Date: 12/06/2000 at 23:41:51
From: Eric Reid
Subject: deriving the volume formula for spherical caps

I know the volume formula for spherical caps but I do not understand 
how it is derived. I believe that the area formula for circles is part 
of the formula, but I am not sure of the rest.  

Thank you for your assistance.


Date: 12/07/2000 at 09:43:51
From: Doctor Peterson
Subject: Re: deriving the volume formula for sperical caps

Hi, Eric.

It would commonly be derived using calculus, but let's see what can be 
done using only other formulas that can be derived geometrically. (We 
have explanations for the volume of a sphere, and for the surface area 
of a sphere, including a spherical cap, in our archives, so I'll use 
those.)

The spherical cap can be seen as the difference between a spherical 
sector and a cone:

                       ********* ------------------------------
                 ******    |    ******            cap
              ***         h|          ***
            **-------------+-------------** ----------
          ** \             |      c      / **
         *     \           |           /     *           sector
        *        \         |         /        *
       *           \    r-h|       /           *  cone
      *              \     |     /  r           *
      *                \   |   /                *
     *                   \ | /                   *
     *                     + --------------------*-------------
     *                                           *
      *                                         *
      *                                         *
       *                                       *
        *                                     *
         *                                   *
          **                               **
            **                           **
              ***                     ***
                 ******         ******
                       *********

The volume of the sector is proportional to the surface area of the 
cap compared to that of the whole sphere (as you can see by picturing 
it as composed of many thin pyramids meeting at the center).

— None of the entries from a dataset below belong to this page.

//! Ordered schema steps for the tracker database.
//!
//! - `1`: topics and their items, with status/difficulty checks and the
//!   indexes used by status, reminder and per-topic reads.
//! - `2`: the singleton progress row (`id = 1`) and one history row per date.
//!
//! `PRAGMA user_version` holds the last applied step. Steps are append-only.

use crate::db::{DbError, DbResult};
use log::info;
use rusqlite::Connection;

#[derive(Debug, Clone, Copy)]
struct Migration {
    version: u32,
    sql: &'static str,
}

const MIGRATIONS: &[Migration] = &[
    Migration {
        version: 1,
        sql: include_str!("0001_topics_items.sql"),
    },
    Migration {
        version: 2,
        sql: include_str!("0002_progress.sql"),
    },
];

/// Schema step this build writes; files above it are refused.
pub fn latest_version() -> u32 {
    MIGRATIONS.last().map_or(0, |migration| migration.version)
}

/// Brings an older or empty tracker file up to `latest_version()` in one
/// transaction.
pub fn apply_migrations(conn: &mut Connection) -> DbResult<()> {
    let current_version = current_user_version(conn)?;
    let latest = latest_version();

    if current_version > latest {
        return Err(DbError::UnsupportedSchemaVersion {
            db_version: current_version,
            latest_supported: latest,
        });
    }

    if current_version == latest {
        return Ok(());
    }

    let tx = conn.transaction()?;
    for migration in MIGRATIONS
        .iter()
        .filter(|migration| migration.version > current_version)
    {
        tx.execute_batch(migration.sql)?;
        tx.execute_batch(&format!("PRAGMA user_version = {};", migration.version))?;
    }
    tx.commit()?;

    info!("event=db_migrate module=db status=ok from_version={current_version} to_version={latest}");
    Ok(())
}

fn current_user_version(conn: &Connection) -> DbResult<u32> {
    let version = conn.query_row("PRAGMA user_version;", [], |row| row.get::<_, u32>(0))?;
    Ok(version)
}
//! Topic model: a named group of practice items.

use serde::{Deserialize, Serialize};
use std::error::Error;
use std::fmt::{Display, Formatter};
use uuid::Uuid;

pub type TopicId = Uuid;

#[derive(Debug, Clone, PartialEq, Eq, Serialize, Deserialize)]
pub struct Topic {
    pub id: TopicId,
    pub name: String,
    pub description: Option<String>,
    /// Free-form study notes edited independently of the other fields.
    pub notes: Option<String>,
    pub created_at: i64,
    pub updated_at: i64,
}

impl Topic {
    pub fn new(name: impl Into<String>) -> Self {
        Self {
            id: Uuid::new_v4(),
            name: name.into(),
            description: None,
            notes: None,
            created_at: 0,
            updated_at: 0,
        }
    }

    pub fn validate(&self) -> Result<(), TopicValidationError> {
        if self.name.trim().is_empty() {
            return Err(TopicValidationError::BlankName);
        }
        Ok(())
    }
}

/// Topic joined with the number of items that reference it.
#[derive(Debug, Clone, PartialEq, Eq, Serialize, Deserialize)]
pub struct TopicSummary {
    #[serde(flatten)]
    pub topic: Topic,
    pub item_count: u32,
}

#[derive(Debug, Clone, PartialEq, Eq)]
pub enum TopicValidationError {
    BlankName,
}

impl Display for TopicValidationError {
    fn fmt(&self, f: &mut Formatter<'_>) -> std::fmt::Result {
        match self {
            Self::BlankName => write!(f, "topic name must not be blank"),
        }
    }
}

impl Error for TopicValidationError {}
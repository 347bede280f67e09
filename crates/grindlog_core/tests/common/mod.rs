#![allow(dead_code)]

use chrono::NaiveDate;
use grindlog_core::{
    CompletionSeriesAggregator, Difficulty, FixedClock, HistoryReconstructor, Item, ItemService,
    ItemStatus, ProgressAggregator, SqliteItemRepository, SqliteProgressRepository,
    SqliteTopicRepository, Topic, TopicService,
};
use rusqlite::Connection;

pub type Aggregator<'c> =
    ProgressAggregator<SqliteItemRepository<'c>, SqliteProgressRepository<'c>, FixedClock>;

pub fn date(y: i32, m: u32, d: u32) -> NaiveDate {
    NaiveDate::from_ymd_opt(y, m, d).unwrap()
}

/// Clock pinned to local noon so date math never straddles midnight.
pub fn noon(day: NaiveDate) -> FixedClock {
    FixedClock::at_local(day, 12, 0)
}

pub fn aggregator<'c>(conn: &'c Connection, clock: &FixedClock) -> Aggregator<'c> {
    ProgressAggregator::new(
        SqliteItemRepository::new(conn),
        SqliteProgressRepository::new(conn),
        clock.clone(),
    )
}

pub fn items<'c>(
    conn: &'c Connection,
    clock: &FixedClock,
) -> ItemService<SqliteItemRepository<'c>, SqliteProgressRepository<'c>, FixedClock> {
    ItemService::new(aggregator(conn, clock))
}

pub fn topics<'c>(
    conn: &'c Connection,
    clock: &FixedClock,
) -> TopicService<
    SqliteTopicRepository<'c>,
    SqliteItemRepository<'c>,
    SqliteProgressRepository<'c>,
    FixedClock,
> {
    TopicService::new(SqliteTopicRepository::new(conn), aggregator(conn, clock))
}

pub fn history<'c>(
    conn: &'c Connection,
    clock: &FixedClock,
) -> HistoryReconstructor<SqliteItemRepository<'c>, SqliteProgressRepository<'c>, FixedClock> {
    HistoryReconstructor::new(aggregator(conn, clock))
}

pub fn completions(conn: &Connection) -> CompletionSeriesAggregator<SqliteItemRepository<'_>> {
    CompletionSeriesAggregator::new(SqliteItemRepository::new(conn))
}

pub fn seed_topic(conn: &Connection, clock: &FixedClock, name: &str) -> Topic {
    topics(conn, clock).create_topic(name, None).unwrap()
}

/// Creates an item at the clock's current instant and moves it to `status`.
pub fn seed_item(
    conn: &Connection,
    clock: &FixedClock,
    topic: &Topic,
    number: i64,
    status: ItemStatus,
) -> Item {
    let service = items(conn, clock);
    let created = service
        .create_item(Item::new(
            topic.id,
            number,
            format!("problem {number}"),
            Difficulty::Medium,
        ))
        .unwrap();
    if status == ItemStatus::Todo {
        return created;
    }
    service.set_status(created.id, status).unwrap()
}
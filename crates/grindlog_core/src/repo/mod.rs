//! Repository layer contracts and SQLite implementations.
//!
//! # Responsibility
//! - `item_repo`/`topic_repo`: the item store consumed by the progress engine.
//! - `progress_repo`: the singleton aggregate and the date-keyed snapshot store.
//! - Keep SQL details out of the service layer.
//!
//! # Invariants
//! - Write paths validate models before any SQL mutation.
//! - Read paths reject invalid persisted state instead of masking it.
//! - Storage failures surface as `RepoError::Db`, unchanged.

use crate::db::DbError;
use crate::model::item::{ItemId, ItemValidationError};
use crate::model::topic::{TopicId, TopicValidationError};
use std::error::Error;
use std::fmt::{Display, Formatter};

pub mod item_repo;
pub mod progress_repo;
pub mod topic_repo;

pub type RepoResult<T> = Result<T, RepoError>;

/// Repository error shared by item, topic and progress persistence.
#[derive(Debug)]
pub enum RepoError {
    InvalidItem(ItemValidationError),
    InvalidTopic(TopicValidationError),
    Db(DbError),
    ItemNotFound(ItemId),
    TopicNotFound(TopicId),
    InvalidData(String),
    /// A day window reaching before the earliest representable date.
    WindowOutOfRange { days: u32 },
}

impl Display for RepoError {
    fn fmt(&self, f: &mut Formatter<'_>) -> std::fmt::Result {
        match self {
            Self::InvalidItem(err) => write!(f, "{err}"),
            Self::InvalidTopic(err) => write!(f, "{err}"),
            Self::Db(err) => write!(f, "{err}"),
            Self::ItemNotFound(id) => write!(f, "item not found: {id}"),
            Self::TopicNotFound(id) => write!(f, "topic not found: {id}"),
            Self::InvalidData(message) => write!(f, "invalid persisted data: {message}"),
            Self::WindowOutOfRange { days } => {
                write!(f, "a window of {days} days starts before the earliest supported date")
            }
        }
    }
}

impl Error for RepoError {
    fn source(&self) -> Option<&(dyn Error + 'static)> {
        match self {
            Self::InvalidItem(err) => Some(err),
            Self::InvalidTopic(err) => Some(err),
            Self::Db(err) => Some(err),
            Self::ItemNotFound(_)
            | Self::TopicNotFound(_)
            | Self::InvalidData(_)
            | Self::WindowOutOfRange { .. } => None,
        }
    }
}

impl From<ItemValidationError> for RepoError {
    fn from(value: ItemValidationError) -> Self {
        Self::InvalidItem(value)
    }
}

impl From<TopicValidationError> for RepoError {
    fn from(value: TopicValidationError) -> Self {
        Self::InvalidTopic(value)
    }
}

impl From<DbError> for RepoError {
    fn from(value: DbError) -> Self {
        Self::Db(value)
    }
}

impl From<rusqlite::Error> for RepoError {
    fn from(value: rusqlite::Error) -> Self {
        Self::Db(DbError::Sqlite(value))
    }
}

pub(crate) fn parse_uuid(value: &str, column: &str) -> RepoResult<uuid::Uuid> {
    uuid::Uuid::parse_str(value)
        .map_err(|_| RepoError::InvalidData(format!("invalid uuid value `{value}` in {column}")))
}

pub(crate) fn bool_to_int(value: bool) -> i64 {
    i64::from(value)
}

pub(crate) fn int_to_bool(value: i64, column: &str) -> RepoResult<bool> {
    match value {
        0 => Ok(false),
        1 => Ok(true),
        other => Err(RepoError::InvalidData(format!(
            "invalid boolean value `{other}` in {column}"
        ))),
    }
}
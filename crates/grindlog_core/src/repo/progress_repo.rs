//! Aggregate and snapshot persistence.
//!
//! # Responsibility
//! - `AggregateRepository`: the only access path to the singleton
//!   `CurrentAggregate` row (`progress.id = 1`).
//! - `SnapshotRepository`: date-keyed `DailySnapshot` rows in
//!   `progress_history`.
//!
//! # Invariants
//! - Both tables are written with `INSERT .. ON CONFLICT`, so concurrent
//!   writers converge on the last full recompute instead of duplicating rows.
//! - The singleton row is never deleted.

use crate::model::progress::{
    CurrentAggregate, DailySnapshot, ProgressCounts, CURRENT_AGGREGATE_ID,
};
use crate::repo::item_repo::{day_to_db, parse_day};
use crate::repo::{RepoError, RepoResult};
use chrono::NaiveDate;
use rusqlite::{params, Connection, OptionalExtension, Row};

pub trait AggregateRepository {
    /// Reads the singleton without creating it.
    fn get_current(&self) -> RepoResult<Option<CurrentAggregate>>;
    /// Reads the singleton, first inserting a zero row stamped `now_ms` if
    /// it does not exist yet. An existing row is left untouched.
    fn ensure_current(&self, now_ms: i64) -> RepoResult<CurrentAggregate>;
    /// Overwrites the singleton with `counts`, creating it when absent.
    fn upsert_current(&self, counts: &ProgressCounts, now_ms: i64) -> RepoResult<CurrentAggregate>;
}

pub trait SnapshotRepository {
    fn find_by_date(&self, date: NaiveDate) -> RepoResult<Option<DailySnapshot>>;
    /// Snapshots with `start <= date <= end`. Callers must not rely on order.
    fn find_range(&self, start: NaiveDate, end: NaiveDate) -> RepoResult<Vec<DailySnapshot>>;
    /// Inserts or overwrites the row for `snapshot.date`.
    fn upsert(&self, snapshot: &DailySnapshot) -> RepoResult<DailySnapshot>;
}

#[derive(Clone, Copy)]
pub struct SqliteProgressRepository<'conn> {
    conn: &'conn Connection,
}

impl<'conn> SqliteProgressRepository<'conn> {
    pub fn new(conn: &'conn Connection) -> Self {
        Self { conn }
    }

    fn read_current(&self) -> RepoResult<Option<CurrentAggregate>> {
        let aggregate = self
            .conn
            .query_row(
                "SELECT total, completed, in_progress, todo, updated_at
                 FROM progress
                 WHERE id = ?1;",
                [CURRENT_AGGREGATE_ID],
                |row| {
                    Ok(CurrentAggregate {
                        counts: counts_from_row(row)?,
                        updated_at: row.get("updated_at")?,
                    })
                },
            )
            .optional()?;
        Ok(aggregate)
    }
}

impl AggregateRepository for SqliteProgressRepository<'_> {
    fn get_current(&self) -> RepoResult<Option<CurrentAggregate>> {
        self.read_current()
    }

    fn ensure_current(&self, now_ms: i64) -> RepoResult<CurrentAggregate> {
        self.conn.execute(
            "INSERT INTO progress (id, total, completed, in_progress, todo, updated_at)
             VALUES (?1, 0, 0, 0, 0, ?2)
             ON CONFLICT(id) DO NOTHING;",
            params![CURRENT_AGGREGATE_ID, now_ms],
        )?;
        self.read_current()?.ok_or_else(|| {
            RepoError::InvalidData("progress singleton missing after guarded insert".to_string())
        })
    }

    fn upsert_current(&self, counts: &ProgressCounts, now_ms: i64) -> RepoResult<CurrentAggregate> {
        self.conn.execute(
            "INSERT INTO progress (id, total, completed, in_progress, todo, updated_at)
             VALUES (?1, ?2, ?3, ?4, ?5, ?6)
             ON CONFLICT(id) DO UPDATE SET
                total = excluded.total,
                completed = excluded.completed,
                in_progress = excluded.in_progress,
                todo = excluded.todo,
                updated_at = excluded.updated_at;",
            params![
                CURRENT_AGGREGATE_ID,
                counts.total,
                counts.completed,
                counts.in_progress,
                counts.todo,
                now_ms,
            ],
        )?;
        Ok(CurrentAggregate {
            counts: *counts,
            updated_at: now_ms,
        })
    }
}

impl SnapshotRepository for SqliteProgressRepository<'_> {
    fn find_by_date(&self, date: NaiveDate) -> RepoResult<Option<DailySnapshot>> {
        let mut stmt = self.conn.prepare(
            "SELECT date, total, completed, in_progress, todo
             FROM progress_history
             WHERE date = ?1;",
        )?;
        let mut rows = stmt.query([day_to_db(date)])?;
        if let Some(row) = rows.next()? {
            return Ok(Some(parse_snapshot_row(row)?));
        }
        Ok(None)
    }

    fn find_range(&self, start: NaiveDate, end: NaiveDate) -> RepoResult<Vec<DailySnapshot>> {
        // ISO-8601 text sorts like the dates it encodes.
        let mut stmt = self.conn.prepare(
            "SELECT date, total, completed, in_progress, todo
             FROM progress_history
             WHERE date BETWEEN ?1 AND ?2;",
        )?;
        let mut rows = stmt.query([day_to_db(start), day_to_db(end)])?;
        let mut snapshots = Vec::new();
        while let Some(row) = rows.next()? {
            snapshots.push(parse_snapshot_row(row)?);
        }
        Ok(snapshots)
    }

    fn upsert(&self, snapshot: &DailySnapshot) -> RepoResult<DailySnapshot> {
        self.conn.execute(
            "INSERT INTO progress_history (date, total, completed, in_progress, todo)
             VALUES (?1, ?2, ?3, ?4, ?5)
             ON CONFLICT(date) DO UPDATE SET
                total = excluded.total,
                completed = excluded.completed,
                in_progress = excluded.in_progress,
                todo = excluded.todo;",
            params![
                day_to_db(snapshot.date),
                snapshot.counts.total,
                snapshot.counts.completed,
                snapshot.counts.in_progress,
                snapshot.counts.todo,
            ],
        )?;
        Ok(*snapshot)
    }
}

fn counts_from_row(row: &Row<'_>) -> rusqlite::Result<ProgressCounts> {
    Ok(ProgressCounts {
        total: row.get("total")?,
        completed: row.get("completed")?,
        in_progress: row.get("in_progress")?,
        todo: row.get("todo")?,
    })
}

fn parse_snapshot_row(row: &Row<'_>) -> RepoResult<DailySnapshot> {
    let day: String = row.get("date")?;
    Ok(DailySnapshot {
        date: parse_day(&day)?,
        counts: counts_from_row(row)?,
    })
}
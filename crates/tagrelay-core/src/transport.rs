//! Transport capability.
//!
//! The transport is the engine that actually moves bytes. tagrelay treats
//! it as an external collaborator reached through two traits:
//!
//! - `TransportContext`: process-level resource, creates workers.
//! - `TransportWorker`: one polling engine. Owned exclusively by a single
//!   `tagrelay::Worker` and only ever driven from that worker's progress
//!   tick.
//!
//! # Operation model
//!
//! Data operations (`tag_send`, `tag_recv`, `stream_*`, `close_endpoint`)
//! are submitted with an `OpId` and never fail synchronously. Their
//! outcome arrives later as a `TransportEvent::Completed` carrying the same
//! `OpId` and the buffer that was handed in. Between submission and that
//! event the transport owns the buffer.
//!
//! Setup operations (`connect*`, `listen`, `accept`) return `Result`
//! because their failure is reported to the caller immediately.
//!
//! # Implementors
//!
//! - `LoopbackFabric` (tagrelay-module): in-process fabric. Workers created
//!   from the same fabric can reach each other by worker address or by
//!   listener port.

use std::net::SocketAddr;
use std::sync::Arc;

use crate::address::WorkerAddress;
use crate::error::Result;
use crate::notifier::Notifier;
use crate::tag::Tag;

/// Identifies one submitted data operation. Chosen by the caller.
#[derive(Debug, Clone, Copy, PartialEq, Eq, Hash)]
#[repr(transparent)]
pub struct OpId(pub u64);

/// Transport-level endpoint handle.
#[derive(Debug, Clone, Copy, PartialEq, Eq, Hash)]
#[repr(transparent)]
pub struct EpHandle(pub u64);

/// Transport-level listener handle.
#[derive(Debug, Clone, Copy, PartialEq, Eq, Hash)]
#[repr(transparent)]
pub struct ListenerHandle(pub u64);

/// Identifies one inbound connection attempt until it is accepted or rejected.
#[derive(Debug, Clone, Copy, PartialEq, Eq, Hash)]
#[repr(transparent)]
pub struct ConnId(pub u64);

/// What a successful connect/accept hands back.
#[derive(Debug, Clone, Copy)]
pub struct EndpointInfo {
    pub handle: EpHandle,
    /// Shared by both ends of a listener-accepted connection.
    /// `None` for endpoints dialed by worker address.
    pub salt: Option<u64>,
}

/// Failure status of a data operation.
#[derive(Debug, Clone, Copy, PartialEq, Eq)]
pub enum TransportStatus {
    /// Incoming message larger than the posted receive buffer.
    Truncated { capacity: usize, received: usize },
    /// The remote worker is gone.
    PeerUnreachable,
    /// Cancelled by an endpoint close or worker teardown.
    Canceled,
    /// Stream operation on an endpoint without a connection.
    NotConnected,
    /// Unknown endpoint handle.
    InvalidHandle,
}

impl std::fmt::Display for TransportStatus {
    fn fmt(&self, f: &mut std::fmt::Formatter<'_>) -> std::fmt::Result {
        match self {
            Self::Truncated { capacity, received } => {
                write!(f, "message truncated: {} bytes into {} byte buffer", received, capacity)
            }
            Self::PeerUnreachable => write!(f, "peer unreachable"),
            Self::Canceled => write!(f, "canceled"),
            Self::NotConnected => write!(f, "endpoint not connected"),
            Self::InvalidHandle => write!(f, "invalid endpoint handle"),
        }
    }
}

/// Everything a worker's progress tick can observe.
#[derive(Debug)]
pub enum TransportEvent {
    /// A data operation finished. `result` is the number of meaningful
    /// bytes in `buffer` on success.
    Completed {
        op: OpId,
        buffer: Vec<u8>,
        result: std::result::Result<usize, TransportStatus>,
    },
    /// Someone dialed a listener owned by this worker.
    ConnectionRequest {
        listener: ListenerHandle,
        conn: ConnId,
        peer: WorkerAddress,
    },
    /// The remote side of `ep` failed (worker torn down, attempt rejected).
    PeerFailure { ep: EpHandle },
    /// The remote side of `ep` closed its endpoint gracefully.
    PeerClosed { ep: EpHandle },
}

/// Process-level transport resource.
pub trait TransportContext: Send + Sync {
    /// Short name for log lines.
    fn name(&self) -> &str;

    /// Create one polling engine.
    ///
    /// `activity` must be signalled whenever something arrives for this
    /// worker from outside its own progress tick, so an idle progress
    /// thread wakes up.
    fn create_worker(&self, activity: Arc<dyn Notifier>) -> Result<Box<dyn TransportWorker>>;
}

/// One polling engine.
///
/// **Contract:** no method blocks. Data operations hand their buffer to
/// the transport and report back exactly once through `poll_events`.
pub trait TransportWorker: Send {
    /// This worker's address. Stable for its lifetime.
    fn address(&self) -> &WorkerAddress;

    /// Dial a listener by network address.
    fn connect(&mut self, addr: SocketAddr) -> Result<EndpointInfo>;

    /// Dial a worker directly by its address.
    fn connect_to_worker(&mut self, addr: &WorkerAddress) -> Result<EndpointInfo>;

    /// Bind a listener. Port 0 picks an unused port.
    fn listen(&mut self, port: u16) -> Result<(ListenerHandle, SocketAddr)>;

    /// Unbind a listener. Pending attempts on it are rejected.
    fn close_listener(&mut self, listener: ListenerHandle);

    /// Turn a pending connection attempt into an endpoint.
    fn accept(&mut self, conn: ConnId) -> Result<EndpointInfo>;

    /// Refuse a pending connection attempt. The dialer sees `PeerFailure`.
    fn reject(&mut self, conn: ConnId);

    /// Send `data` with `tag`. `ep = None` targets this worker itself.
    fn tag_send(&mut self, op: OpId, ep: Option<EpHandle>, tag: Tag, data: Vec<u8>);

    /// Receive into `buffer` the next message carrying exactly `tag`.
    /// `ep` only scopes cancellation; matching is worker-wide.
    fn tag_recv(&mut self, op: OpId, ep: Option<EpHandle>, tag: Tag, buffer: Vec<u8>);

    /// Append `data` to the connection's byte stream.
    fn stream_send(&mut self, op: OpId, ep: EpHandle, data: Vec<u8>);

    /// Fill all of `buffer` from the connection's byte stream.
    fn stream_recv(&mut self, op: OpId, ep: EpHandle, buffer: Vec<u8>);

    /// Close `ep`. Receives scoped to it complete with `Canceled`, then
    /// `op` completes.
    fn close_endpoint(&mut self, op: OpId, ep: EpHandle);

    /// Advance internal state. Returns true if events may be pending.
    fn progress(&mut self) -> bool;

    /// Drain up to `max` pending events into `out`. Returns the count.
    fn poll_events(&mut self, out: &mut Vec<TransportEvent>, max: usize) -> usize;
}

Thus it 
is:

                   A_cap                  2 pi r h * 4/3 pi r^3
     V_sector  =  -------- * V_sphere  =  ---------------------
                  A_sphere                      4 pi r^2

                  h * 4/3 pi r^3
               =  --------------  =  2/3 pi r^2 h
                       2 r

(This agrees with what we have in our FAQ - see geometric formulas.)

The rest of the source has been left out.